Chemistry with Pharmacology is a major–minor degree programme. The chemistry component comprises two thirds of the course in the first three years, with pharmacology making up the remaining third. You study just Chemistry in your fourth and final year.
Each year contains 120 credits of taught material, delivered in modules that are typically worth 10 or 20 credits. Core modules (60 credits in Years 1-3) are taken by all students enrolled on both single honours and major/minor degree programmes and cover those fundamentals of inorganic, organic and physical chemistry that we deem essential. Year 1 also includes a self-paced maths module.

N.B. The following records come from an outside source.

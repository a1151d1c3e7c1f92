//! Software-rendered particle viewer using `minifb`.
//!
//! Layout:
//!
//! ```text
//! ┌──────────────────────────────────────────────────────┐
//! │                                                      │
//! │            particle cloud (perspective,              │
//! │            additive splats)                          │
//! │                                                      │
//! ├──────────────────────────────────────────────────────┤
//! │ SET A (DEFAULT)   HEART  AMBIENT  ZOOM 1.00  HANDS 1 │
//! │ key legend                                           │
//! └──────────────────────────────────────────────────────┘
//! ```

use std::sync::mpsc::Sender;
use std::time::Duration;

use anyhow::{anyhow, Result};
use glam::{Mat3, Vec3};
use minifb::{Key, KeyRepeat, Window, WindowOptions};
use morph_shapes::{pack_argb, Rgb};

use crate::source::SimInput;

// ════════════════════════════════════════════════════════════════════════════
// Layout and camera constants
// ════════════════════════════════════════════════════════════════════════════

/// Camera distance from the origin along +z.
pub const CAMERA_Z: f32 = 30.0;
/// Vertical field of view in degrees.
pub const FOV_Y_DEG: f32 = 75.0;
const NEAR:          f32   = 0.1;
/// Brightness of one splat; overlapping splats add up.
const SPLAT_GAIN:    f32   = 0.55;
const STATUS_H:      usize = 34;
const LABEL_SCALE:   usize = 2;
const BG_COLOR:      u32   = 0xFF05050A;
const TEXT_BG:       u32   = 0xFF0F1830;
const DETAIL_COLOR:  u32   = 0xFFEEEEEE;
const LEGEND_COLOR:  u32   = 0xFF888888;

const LEGEND: &str = "0-5 FINGERS  F FIST  U THUMBS UP  H HANDS  SPACE SHOW  ARROWS MOVE  [ ] SPREAD  N/P SET  F1-F8  Q QUIT";

/// Per-frame commands for the application, as opposed to simulated hands.
#[derive(Clone, Copy, Debug, PartialEq, Eq)]
pub enum UiCommand {
    NextSet,
    PrevSet,
    /// Activate the set at this position in the registry.
    ActivateSet(usize),
    Quit,
}

/// Everything one frame needs to draw.
pub struct Scene<'a> {
    pub positions:    &'a [Vec3],
    pub colors:       &'a [Rgb],
    /// `(angle_x, angle_y)` in radians.
    pub angles:       (f32, f32),
    /// Set status label, drawn in `status_color`.
    pub status:       String,
    /// `0xRRGGBB`.
    pub status_color: u32,
    pub detail:       String,
}

// ════════════════════════════════════════════════════════════════════════════
// Projection
// ════════════════════════════════════════════════════════════════════════════

/// Rotation about X by `angle_x`, then about Y by `angle_y`.
pub fn rotation(angles: (f32, f32)) -> Mat3 {
    Mat3::from_rotation_y(angles.1) * Mat3::from_rotation_x(angles.0)
}

/// Project a rotated model-space point to pixel coordinates.  `None` when
/// the point is behind the near plane.
pub fn project(p: Vec3, width: usize, height: usize) -> Option<(f32, f32)> {
    let depth = CAMERA_Z - p.z;
    if depth <= NEAR {
        return None;
    }
    let focal = (height as f32 / 2.0) / (FOV_Y_DEG.to_radians() / 2.0).tan();
    Some((
        width as f32 / 2.0 + p.x / depth * focal,
        height as f32 / 2.0 - p.y / depth * focal,
    ))
}

/// Channel-wise saturating add, alpha forced opaque.
pub fn add_argb(a: u32, b: u32) -> u32 {
    let ch = |shift: u32| (((a >> shift) & 0xFF) + ((b >> shift) & 0xFF)).min(0xFF) << shift;
    0xFF000000 | ch(16) | ch(8) | ch(0)
}

// ════════════════════════════════════════════════════════════════════════════
// Key mapping
// ════════════════════════════════════════════════════════════════════════════

const MOVE_STEP:   f32 = 0.02;
const SPREAD_STEP: f32 = 0.05;

/// Keys that keep firing while held.
fn repeats(key: Key) -> bool {
    matches!(
        key,
        Key::Left | Key::Right | Key::Up | Key::Down | Key::LeftBracket | Key::RightBracket
    )
}

pub fn sim_input_for(key: Key) -> Option<SimInput> {
    Some(match key {
        Key::Key0 => SimInput::Fingers(0),
        Key::Key1 => SimInput::Fingers(1),
        Key::Key2 => SimInput::Fingers(2),
        Key::Key3 => SimInput::Fingers(3),
        Key::Key4 => SimInput::Fingers(4),
        Key::Key5 => SimInput::Fingers(5),
        Key::F     => SimInput::Fist,
        Key::U     => SimInput::ThumbsUp,
        Key::H     => SimInput::ToggleSecondHand,
        Key::Space => SimInput::ToggleVisible,
        // Image y grows downward.
        Key::Left  => SimInput::Move { dx: -MOVE_STEP, dy: 0.0 },
        Key::Right => SimInput::Move { dx: MOVE_STEP, dy: 0.0 },
        Key::Up    => SimInput::Move { dx: 0.0, dy: -MOVE_STEP },
        Key::Down  => SimInput::Move { dx: 0.0, dy: MOVE_STEP },
        Key::LeftBracket  => SimInput::Spread(-SPREAD_STEP),
        Key::RightBracket => SimInput::Spread(SPREAD_STEP),
        _ => return None,
    })
}

pub fn ui_command_for(key: Key) -> Option<UiCommand> {
    const SET_KEYS: [Key; 8] = [Key::F1, Key::F2, Key::F3, Key::F4, Key::F5, Key::F6, Key::F7, Key::F8];
    match key {
        Key::N => Some(UiCommand::NextSet),
        Key::P => Some(UiCommand::PrevSet),
        Key::Q | Key::Escape => Some(UiCommand::Quit),
        _ => SET_KEYS.iter().position(|&k| k == key).map(UiCommand::ActivateSet),
    }
}

// ════════════════════════════════════════════════════════════════════════════
// Visualizer
// ════════════════════════════════════════════════════════════════════════════

pub struct Visualizer {
    window:     Window,
    buf:        Vec<u32>,
    width:      usize,
    height:     usize,
    point_size: usize,
    /// Present only when the keyboard simulator supplies the hands.
    sim_tx:     Option<Sender<SimInput>>,
}

impl Visualizer {
    pub fn new(
        width: usize,
        height: usize,
        point_size: usize,
        sim_tx: Option<Sender<SimInput>>,
    ) -> Result<Self> {
        let mut window = Window::new(
            "Hand Morph",
            width, height,
            WindowOptions {
                resize: false,
                ..WindowOptions::default()
            },
        ).map_err(|e| anyhow!("creating {}x{} window: {}", width, height, e))?;

        window.limit_update_rate(Some(Duration::from_millis(16))); // ~60fps

        Ok(Visualizer {
            window,
            buf: vec![BG_COLOR; width * height],
            width,
            height,
            point_size,
            sim_tx,
        })
    }

    pub fn is_open(&self) -> bool { self.window.is_open() }

    /// Forward simulation keys to the simulator and return app commands.
    pub fn poll_input(&mut self) -> Vec<UiCommand> {
        if !self.window.is_open() {
            return vec![UiCommand::Quit];
        }

        let held    = self.window.get_keys_pressed(KeyRepeat::Yes);
        let pressed = self.window.get_keys_pressed(KeyRepeat::No);
        let keys = held.into_iter().filter(|&k| repeats(k))
            .chain(pressed.into_iter().filter(|&k| !repeats(k)));

        let mut commands = Vec::new();
        for key in keys {
            if let Some(cmd) = ui_command_for(key) {
                commands.push(cmd);
            } else if let (Some(tx), Some(input)) = (&self.sim_tx, sim_input_for(key)) {
                let _ = tx.send(input);
            }
        }
        commands
    }

    /// Render one frame.
    pub fn render(&mut self, scene: &Scene<'_>) {
        self.buf.fill(BG_COLOR);

        // ── Particles ─────────────────────────────────────────────────────
        let rot = rotation(scene.angles);
        let view_h = self.height.saturating_sub(STATUS_H);
        for (&p, &rgb) in scene.positions.iter().zip(scene.colors) {
            if let Some((sx, sy)) = project(rot * p, self.width, view_h) {
                let color = pack_argb([rgb[0] * SPLAT_GAIN, rgb[1] * SPLAT_GAIN, rgb[2] * SPLAT_GAIN]);
                self.splat(sx, sy, view_h, color);
            }
        }

        // ── Status bar ────────────────────────────────────────────────────
        let status_y = view_h;
        self.fill_rect(0, status_y, self.width, STATUS_H, TEXT_BG);
        let set_color = 0xFF000000 | scene.status_color;
        let x = self.draw_label(&scene.status, 10, status_y + 5, set_color);
        self.draw_label(&scene.detail, x + 24, status_y + 5, DETAIL_COLOR);

        // ── Key legend ────────────────────────────────────────────────────
        self.draw_label(LEGEND, 10, status_y + 20, LEGEND_COLOR);

        self.window.update_with_buffer(&self.buf, self.width, self.height).ok();
    }

    // ── Primitive drawing helpers ─────────────────────────────────────────

    fn splat(&mut self, sx: f32, sy: f32, max_y: usize, color: u32) {
        let r = self.point_size as isize;
        let (cx, cy) = (sx.round() as isize, sy.round() as isize);
        for y in (cy - r)..=(cy + r) {
            if y < 0 || y as usize >= max_y { continue; }
            for x in (cx - r)..=(cx + r) {
                if x < 0 || x as usize >= self.width { continue; }
                let i = y as usize * self.width + x as usize;
                self.buf[i] = add_argb(self.buf[i], color);
            }
        }
    }

    fn fill_rect(&mut self, x: usize, y: usize, w: usize, h: usize, color: u32) {
        for row in y..(y+h).min(self.height) {
            for col in x..(x+w).min(self.width) {
                self.buf[row * self.width + col] = color;
            }
        }
    }

    fn set_pixel(&mut self, x: usize, y: usize, color: u32) {
        if x < self.width && y < self.height {
            self.buf[y * self.width + x] = color;
        }
    }

    /// Draw `text` with the 3×5 font at [`LABEL_SCALE`]; returns the x just
    /// past the last character.
    fn draw_label(&mut self, text: &str, x: usize, y: usize, color: u32) -> usize {
        let advance = 4 * LABEL_SCALE; // 3 wide + 1 gap
        let mut cx = x;
        for ch in text.chars() {
            if cx + advance > self.width { break; }
            let glyph = char_glyph(ch);
            for (row, &bits) in glyph.iter().enumerate() {
                for col in 0..3usize {
                    if bits & (1 << (2 - col)) == 0 { continue; }
                    for dy in 0..LABEL_SCALE {
                        for dx in 0..LABEL_SCALE {
                            self.set_pixel(cx + col * LABEL_SCALE + dx, y + row * LABEL_SCALE + dy, color);
                        }
                    }
                }
            }
            cx += advance;
        }
        cx
    }
}

// ────────────────────────────────────────────────────────────────────────────
// 3×5 bitmap font: only the characters the status bar and legend use
// ────────────────────────────────────────────────────────────────────────────

/// Rows top to bottom, bit 2 is the left column.  Letters are stored once,
/// in upper case.
const GLYPHS: &[(char, [u8; 5])] = &[
    ('A', [0b010, 0b101, 0b111, 0b101, 0b101]),
    ('B', [0b110, 0b101, 0b110, 0b101, 0b110]),
    ('C', [0b011, 0b100, 0b100, 0b100, 0b011]),
    ('D', [0b110, 0b101, 0b101, 0b101, 0b110]),
    ('E', [0b111, 0b100, 0b110, 0b100, 0b111]),
    ('F', [0b111, 0b100, 0b110, 0b100, 0b100]),
    ('G', [0b011, 0b100, 0b101, 0b101, 0b011]),
    ('H', [0b101, 0b101, 0b111, 0b101, 0b101]),
    ('I', [0b111, 0b010, 0b010, 0b010, 0b111]),
    ('J', [0b001, 0b001, 0b001, 0b101, 0b010]),
    ('K', [0b101, 0b110, 0b100, 0b110, 0b101]),
    ('L', [0b100, 0b100, 0b100, 0b100, 0b111]),
    ('M', [0b101, 0b111, 0b111, 0b101, 0b101]),
    ('N', [0b110, 0b101, 0b101, 0b101, 0b101]),
    ('O', [0b010, 0b101, 0b101, 0b101, 0b010]),
    ('P', [0b110, 0b101, 0b110, 0b100, 0b100]),
    ('Q', [0b010, 0b101, 0b101, 0b110, 0b011]),
    ('R', [0b110, 0b101, 0b110, 0b101, 0b101]),
    ('S', [0b011, 0b100, 0b010, 0b001, 0b110]),
    ('T', [0b111, 0b010, 0b010, 0b010, 0b010]),
    ('U', [0b101, 0b101, 0b101, 0b101, 0b011]),
    ('V', [0b101, 0b101, 0b101, 0b101, 0b010]),
    ('W', [0b101, 0b101, 0b111, 0b111, 0b101]),
    ('X', [0b101, 0b101, 0b010, 0b101, 0b101]),
    ('Y', [0b101, 0b101, 0b010, 0b010, 0b010]),
    ('Z', [0b111, 0b001, 0b010, 0b100, 0b111]),
    ('0', [0b010, 0b101, 0b101, 0b101, 0b010]),
    ('1', [0b010, 0b110, 0b010, 0b010, 0b111]),
    ('2', [0b110, 0b001, 0b010, 0b100, 0b111]),
    ('3', [0b110, 0b001, 0b010, 0b001, 0b110]),
    ('4', [0b101, 0b101, 0b111, 0b001, 0b001]),
    ('5', [0b111, 0b100, 0b110, 0b001, 0b110]),
    ('6', [0b011, 0b100, 0b110, 0b101, 0b010]),
    ('7', [0b111, 0b001, 0b010, 0b010, 0b010]),
    ('8', [0b010, 0b101, 0b010, 0b101, 0b010]),
    ('9', [0b010, 0b101, 0b011, 0b001, 0b110]),
    ('.', [0b000, 0b000, 0b000, 0b000, 0b010]),
    ('-', [0b000, 0b000, 0b111, 0b000, 0b000]),
    ('/', [0b001, 0b001, 0b010, 0b100, 0b100]),
    ('(', [0b001, 0b010, 0b010, 0b010, 0b001]),
    (')', [0b100, 0b010, 0b010, 0b010, 0b100]),
    ('[', [0b011, 0b010, 0b010, 0b010, 0b011]),
    (']', [0b110, 0b010, 0b010, 0b010, 0b110]),
    (' ', [0b000, 0b000, 0b000, 0b000, 0b000]),
];

/// Drawn for characters missing from [`GLYPHS`].
const MISSING_GLYPH: [u8; 5] = [0b000, 0b000, 0b010, 0b000, 0b000];

fn char_glyph(c: char) -> [u8; 5] {
    let c = c.to_ascii_uppercase();
    GLYPHS
        .iter()
        .find(|(g, _)| *g == c)
        .map_or(MISSING_GLYPH, |&(_, bits)| bits)
}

The remaining 60 credits in each year include 40 credits of pharmacology, taught by staff from the University’s Medical School, along with laboratory or project modules (with embedded communications and employability skills) designed to support the core chemistry, allowing you to develop your practical skills and techniques as well as consolidate the associated theory from your lectures.
You study just Chemistry in your fourth and final year. There is significant flexibility in this year, as you choose 60 credits of taught modules from a range of courses pitched at the cutting edge of the chemical sciences. A major research project makes up the remaining 60 credits. For many, your final-year project is the most exciting and enjoyable part of your degree and often influences the career pathway you choose to follow after graduating.

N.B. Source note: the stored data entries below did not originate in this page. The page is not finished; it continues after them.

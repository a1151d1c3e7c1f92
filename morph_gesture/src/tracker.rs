//! Cross-frame gesture state: orientation decay, zoom easing and the
//! set-switch debounce.

use std::time::{Duration, Instant};

use log::debug;

use crate::classify::{classify, Selection, ZoomInput};
use crate::landmark::Hand;

/// Orientation multiplier per frame with no hands.
pub const ORIENTATION_DECAY: f32 = 0.95;

/// Zoom easing toward 1.0: `zoom × ZOOM_EASE + (1 − ZOOM_EASE)`, computed on
/// the offset from 1.0 so it never overshoots.
pub const ZOOM_EASE: f32 = 0.9;

pub const DEFAULT_SET_SWITCH_HOLD: Duration = Duration::from_millis(50);

/// Control signals derived from the latest frame.
#[derive(Clone, Copy, Debug, PartialEq)]
pub struct ControlState {
    pub hand_count:                usize,
    pub rotation_mode:             bool,
    pub primary_hand_x:            f32,
    pub primary_hand_y:            f32,
    /// Always `>= 1.0`.
    pub zoom_scale:                f32,
    /// 0 = no shape change, otherwise 1..=5.
    pub shape_switch_finger_count: u8,
    pub set_switch_requested:      bool,
}

impl Default for ControlState {
    fn default() -> Self {
        ControlState {
            hand_count:                0,
            rotation_mode:             false,
            primary_hand_x:            0.0,
            primary_hand_y:            0.0,
            zoom_scale:                1.0,
            shape_switch_finger_count: 0,
            set_switch_requested:      false,
        }
    }
}

/// Result of feeding one frame to the tracker.
#[derive(Clone, Copy, Debug, PartialEq)]
pub struct GestureUpdate {
    pub control:          ControlState,
    /// The set-switch request has been held long enough and fired on this
    /// frame.  Fires at most once per continuous hold.
    pub set_switch_fired: bool,
}

#[derive(Clone, Copy, Debug, PartialEq, Eq)]
pub struct TrackerConfig {
    pub set_switch_hold:    Duration,
    /// When false, thumbs-up is still reported but never fires.
    pub set_switch_enabled: bool,
}

impl Default for TrackerConfig {
    fn default() -> Self {
        TrackerConfig { set_switch_hold: DEFAULT_SET_SWITCH_HOLD, set_switch_enabled: true }
    }
}

/// Feeds frames through [`classify`] and keeps the state that must survive
/// between them.
#[derive(Clone, Debug)]
pub struct GestureTracker {
    config:     TrackerConfig,
    x:          f32,
    y:          f32,
    zoom:       f32,
    held_since: Option<Instant>,
    locked:     bool,
    last:       ControlState,
}

impl GestureTracker {
    pub fn new(config: TrackerConfig) -> Self {
        GestureTracker {
            config,
            x:          0.0,
            y:          0.0,
            zoom:       1.0,
            held_since: None,
            locked:     false,
            last:       ControlState::default(),
        }
    }

    pub fn config(&self) -> &TrackerConfig {
        &self.config
    }

    pub fn set_switch_enabled(&mut self, enabled: bool) {
        self.config.set_switch_enabled = enabled;
    }

    /// Latest control state, also what a tick uses between frames.
    pub fn control(&self) -> ControlState {
        self.last
    }

    /// Process one frame captured at `now`.
    pub fn update(&mut self, hands: &[Hand], now: Instant) -> GestureUpdate {
        if hands.len() > 2 {
            debug!("{} hands in frame, using the first two", hands.len());
        }
        let reading = classify(hands);

        if reading.hand_count == 0 {
            self.x *= ORIENTATION_DECAY;
            self.y *= ORIENTATION_DECAY;
            self.ease_zoom();
            self.held_since = None;
            self.locked = false;
        } else {
            if let Some((x, y)) = reading.orientation {
                self.x = x;
                self.y = y;
            }
            match reading.zoom {
                ZoomInput::Set(z) => self.zoom = z.max(1.0),
                ZoomInput::Ease   => self.ease_zoom(),
                ZoomInput::Frozen => {}
            }
        }

        let requested = reading.selection == Selection::SetSwitch;
        let fired = if requested {
            self.debounce(now)
        } else {
            if reading.hand_count > 0 {
                self.held_since = None;
                self.locked = false;
            }
            false
        };

        let finger_count = match reading.selection {
            Selection::FingerCount(n) => n,
            _ => 0,
        };

        self.last = ControlState {
            hand_count:                reading.hand_count,
            rotation_mode:             reading.rotation_mode,
            primary_hand_x:            self.x,
            primary_hand_y:            self.y,
            zoom_scale:                self.zoom,
            shape_switch_finger_count: finger_count,
            set_switch_requested:      requested,
        };
        GestureUpdate { control: self.last, set_switch_fired: fired }
    }

    fn ease_zoom(&mut self) {
        self.zoom = 1.0 + (self.zoom - 1.0) * ZOOM_EASE;
    }

    fn debounce(&mut self, now: Instant) -> bool {
        let since = *self.held_since.get_or_insert(now);
        if self.locked || !self.config.set_switch_enabled {
            return false;
        }
        if now.saturating_duration_since(since) >= self.config.set_switch_hold {
            self.locked = true;
            debug!("set switch fired after {:?}", now.saturating_duration_since(since));
            return true;
        }
        false
    }
}

impl Default for GestureTracker {
    fn default() -> Self {
        GestureTracker::new(TrackerConfig::default())
    }
}
fn lantern(d: &mut ParticleDraw<'_>) -> Particle {
    let theta = d.u * TAU;
    let phi = (2.0 * d.v - 1.0).acos();
    let shell = Vec3::new(
        9.0 * phi.sin() * theta.cos(),
        12.0 * phi.cos(),
        9.0 * phi.sin() * theta.sin(),
    );
    let rib = (8.0 * theta).sin().abs() < 0.25 || (6.0 * phi).sin().abs() < 0.15;
    if rib {
        return Particle::new(shell, Hsl::new(0.05, 0.9, 0.5));
    }
    // Masked-out shell points fall into a glowing core.
    Particle::new(ball_point(d.rng(), 1.5), Hsl::new(0.12, 1.0, 0.75))
}

fn sponge(d: &mut ParticleDraw<'_>) -> Particle {
    let p = box_point(d.rng(), Vec3::splat(12.0));
    let kept = subtract(p, menger_field(p, 12.0, 2), 0.5);
    let hue = 0.6 - 0.2 * (kept.length() / 20.0);
    Particle::new(kept, Hsl::new(hue, 0.7, 0.55))
}

fn cage(d: &mut ParticleDraw<'_>) -> Particle {
    const HALF: f32 = 12.0;
    let edge = d.strand(12);
    let axis = edge / 4;
    let corner = edge % 4;
    let a = if corner & 1 == 0 { -HALF } else { HALF };
    let b = if corner & 2 == 0 { -HALF } else { HALF };
    let t = d.centered() * 2.0 * HALF;
    let p = match axis {
        0 => Vec3::new(t, a, b),
        1 => Vec3::new(a, t, b),
        _ => Vec3::new(a, b, t),
    };
    Particle::new(p + jitter(d.rng(), 0.5), Hsl::new(0.58, 0.3, 0.7))
}

// ════════════════════════════════════════════════════════════════════════════
// Twins
// ════════════════════════════════════════════════════════════════════════════

fn twin_flames(d: &mut ParticleDraw<'_>) -> Particle {
    let side = parity_sign(d.i);
    let rise = d.unit().powf(0.7);
    let y = rise * 20.0 - 8.0;
    let width = (1.0 - rise) * 4.0 * d.unit().sqrt();
    let a = d.angle();
    let base = Vec3::new(side * 6.0 + width * a.cos(), y, width * a.sin());
    let p = base + Vec3::new(value_noise(base * 0.3) * 1.5 * rise, 0.0, 0.0);
    let hue = if side > 0.0 { 0.05 + 0.08 * rise } else { 0.6 + 0.08 * rise };
    Particle::new(p, Hsl::new(hue, 1.0, 0.5 + 0.1 * rise))
}

fn mirror_pair(d: &mut ParticleDraw<'_>) -> Particle {
    let side = parity_sign(d.i);
    let t = d.unit();
    let sweep = side * t * 3.0 * TAU;
    let r = 2.0 + t * 8.0;
    let p = Vec3::new(r * sweep.cos(), side * (2.0 + t * 10.0), r * sweep.sin())
        + jitter(d.rng(), 0.6);
    Particle::new(p, Hsl::new(if side > 0.0 { 0.95 } else { 0.45 }, 0.9, 0.6))
}

fn double_torus(d: &mut ParticleDraw<'_>) -> Particle {
    let side = parity_sign(d.i);
    let ring = torus_point(d.u, d.v, 7.0, 2.2);
    // The second ring stands upright so the pair interlocks like chain links.
    let ring = if side > 0.0 { ring } else { rotate_x(ring, PI / 2.0) };
    let p = ring + Vec3::new(side * 4.5, 0.0, 0.0);
    Particle::new(p, Hsl::new(if side > 0.0 { 0.0 } else { 0.55 }, 0.85, 0.55))
}

fn triple_helix(d: &mut ParticleDraw<'_>) -> Particle {
    let k = d.strand(3) as f32;
    let t = d.fraction() * PI * 8.0 - PI * 4.0;
    let p = helix_point(t, 7.0, 1.6, k * TAU / 3.0) + jitter(d.rng(), 0.8);
    Particle::new(p, Hsl::new(k / 3.0, 1.0, 0.55))
}

fn binary_galaxy(d: &mut ParticleDraw<'_>) -> Particle {
    let side = parity_sign(d.i);
    let radius = d.unit().sqrt() * 9.0;
    let arm = if d.unit() < 0.5 { 0.0 } else { PI };
    let a = arm + radius * 0.35 + d.centered() * 0.4;
    let disc = Vec3::new(radius * a.cos(), d.centered() * (9.0 - radius) * 0.15, radius * a.sin());
    let p = rotate_z(disc, side * 0.5) + Vec3::new(side * 10.0, 0.0, 0.0);
    let hue = if side > 0.0 { 0.6 } else { 0.08 };
    Particle::new(p, Hsl::new(hue, 0.8, 0.8 - radius * 0.04))
}

#[cfg(test)]
mod tests {
    use super::*;
    use crate::random::{RngSource, SequenceSource};

    fn run(gen: Generator, n: usize, seed: u64) -> Vec<Particle> {
        let mut rng = RngSource::seeded(seed);
        (0..n).map(|i| gen(&mut ParticleDraw::new(i, n, &mut rng))).collect()
    }

    #[test]
    fn draw_consumes_u_v_first() {
        let mut seq = SequenceSource::new(vec![0.1, 0.2, 0.3]);
        let mut draw = ParticleDraw::new(0, 10, &mut seq);
        assert_eq!((draw.u, draw.v), (0.1, 0.2));
        assert_eq!(draw.unit(), 0.3);
    }

    #[test]
    fn saturn_splits_body_and_rings() {
        let pts = run(saturn, 1_000, 1);
        let body: Vec<_> = pts[..300].iter().map(|p| p.position.length()).collect();
        assert!(body.iter().all(|r| (r - 8.0).abs() < 1e-3));
        // Rings sit between radius 12 and 20 (plus a little tilted thickness).
        assert!(pts[300..].iter().all(|p| {
            let r = p.position.length();
            (11.9..=20.1).contains(&r)
        }));
    }

    #[test]
    fn helix_strands_alternate_colour() {
        let pts = run(helix, 10, 2);
        assert_ne!(pts[0].color, pts[1].color);
        assert_eq!(pts[0].color, pts[2].color);
    }

    #[test]
    fn atom_orbits_share_radius() {
        let pts = run(atom, 3_000, 3);
        for p in &pts[600..] {
            let r = p.position.length();
            assert!((11.4..=12.6).contains(&r), "electron at radius {}", r);
        }
    }

    #[test]
    fn pyramid_narrows_towards_tip() {
        for p in run(pyramid, 2_000, 4) {
            let progress = (p.position.y + 10.0) / 20.0;
            let half = (1.0 - progress) * 15.0;
            assert!(p.position.x.abs() <= half + 1e-3);
            assert!(p.position.z.abs() <= half + 1e-3);
        }
    }

    #[test]
    fn voxel_sphere_is_on_grid() {
        for p in run(voxel_sphere, 500, 5) {
            let q = p.position / 2.0;
            assert!((q - q.round()).abs().max_element() < 1e-4);
        }
    }

    #[test]
    fn gyroid_shell_is_perforated() {
        let pts = run(gyroid_shell, 4_000, 6);
        let collapsed = pts.iter().filter(|p| p.position == Vec3::ZERO).count();
        assert!(collapsed > 0 && collapsed < pts.len());
        for p in pts.iter().filter(|p| p.position != Vec3::ZERO) {
            assert!((p.position.length() - 12.0).abs() < 1e-3);
        }
    }

    #[test]
    fn snowflake_has_six_fold_symmetry() {
        // Every point, rotated by 60°, lands near some other point's angle
        // class: check the folded angle distribution instead of matching.
        let pts = run(snowflake, 6_000, 7);
        let mut sectors = [0usize; 6];
        for p in &pts {
            let a = polar_angle(p.position.x, p.position.y);
            sectors[((a / (TAU / 6.0)) as usize).min(5)] += 1;
        }
        for count in sectors {
            assert!((800..=1_200).contains(&count), "sector counts {:?}", sectors);
        }
    }

    #[test]
    fn butterfly_wings_mirror_by_parity() {
        let pts = run(butterfly, 2_000, 8);
        for (i, p) in pts.iter().enumerate().skip(160) {
            if i % 2 == 0 {
                assert!(p.position.x >= 0.0);
            } else {
                assert!(p.position.x <= 0.0);
            }
        }
    }

    #[test]
    fn colours_are_valid_for_every_shape() {
        let mut library = ShapeLibrary::empty();
        register_standard(&mut library);
        let mut rng = RngSource::seeded(9);
        for id in ShapeId::ALL {
            let gen = library.generator(id).unwrap();
            for i in 0..200 {
                let p = gen(&mut ParticleDraw::new(i, 200, &mut rng));
                assert!(p.color.iter().all(|c| (0.0..=1.0).contains(c)), "{} colour {:?}", id, p.color);
                assert!(p.position.is_finite(), "{} produced {:?}", id, p.position);
            }
        }
    }
}
pub mod config;
pub mod error;
pub mod params;
pub mod trajectory;

// Re-export key types for easier use by dependent crates
pub use config::{ScenarioConfig, WardConfig, PopulationConfig, InitialConditions, TimingConfig, SolverConfig, OutputConfig, OutputFormat, SweepConfig};
pub use error::{Result, WardError};
pub use params::{Parameters, State};
pub use trajectory::{Sample, Trajectory, TrajectorySummary};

In Year 1, you will take core modules in the traditional sub-disciplines of inorganic, organic and physical chemistry, all of which are supported by an additional 20-credit module of laboratory work. The pharmacology component in Year 1 includes an introduction to pharmacology, along with modules on physiology and cell biology.
Those of you who do not have A-level maths – don’t worry! We provide a self-paced introductory maths module in Semester 1, which will bring you up to speed with the common mathematical techniques needed for chemistry. All students take this module, whether they have A-level maths or not, since not all A-level maths syllabuses cover the same material.
In Semester 2, additional mathematics is embedded in the physical chemistry module, as you begin to apply your mathematical skills to chemical problems. All of the maths material is delivered by staff from Chemistry, which ensures you are equipped with those skills you need to tackle the more physical and theoretical aspects of our courses.
In Year 2, you will build on material from your first year as we employ a mix of lectures and practicals to develop further your understanding of the fundamental aspects of chemistry. In addition to these core courses in organic, inorganic and physical chemistry, you will take pharmacology modules in systems pharmacology, pharmacokinetics and pharmacogenetics, as well as a particularly popular pair of modules entitled “Good Brain–Bad Brain”, which focuses on the workings of the brain, its molecules and cells, and considers how these may become altered in neurological and psychiatric disease states.
In addition to modules in core chemistry, you will take specialist modules in pharmacology, including molecular and integrative pharmacology and drug discovery and development. You will also undertake a research project in some aspect of chemistry.
You focus on just Chemistry in this, your final, year, choosing from a range of courses that reflect the state-of-the-art of the discipline, which not only allows us to showcase the cutting-edge research interests of the School but also ensures that you are aware of the latest challenges in this rapidly advancing subject.
In addition to 60 credits of taught modules, you will join one of the School’s research groups, and become a member of the Research School as you undertake a major research project (worth the remaining 60 credits). You will work closely with your project supervisor to tailor your project to your particular interests and ensure you develop those research skills that you feel will be most beneficial to you after completing your degree. Many students enjoy their research project so much that they choose to go on to study for a PhD after graduation.
Focusing on transferable skills and employability, is embedded throughout the course and from the outset, and will ensure that you are equipped with the ICT, presentation, team-working and problem-solving skills, which are seen as crucial by employers.
BSC or MSci?
The first two years of this MSci course are interchangeable with, and identical to, our Chemistry with Pharmacology BSc programme (F1B2), which means you can delay your final choice of degree (MSci or BSc) until the end of Year 2. MSci study is dependent upon performance: you will need a 60% overall mark and passes in all core modules in Year 2 in order to remain on the MSci programme.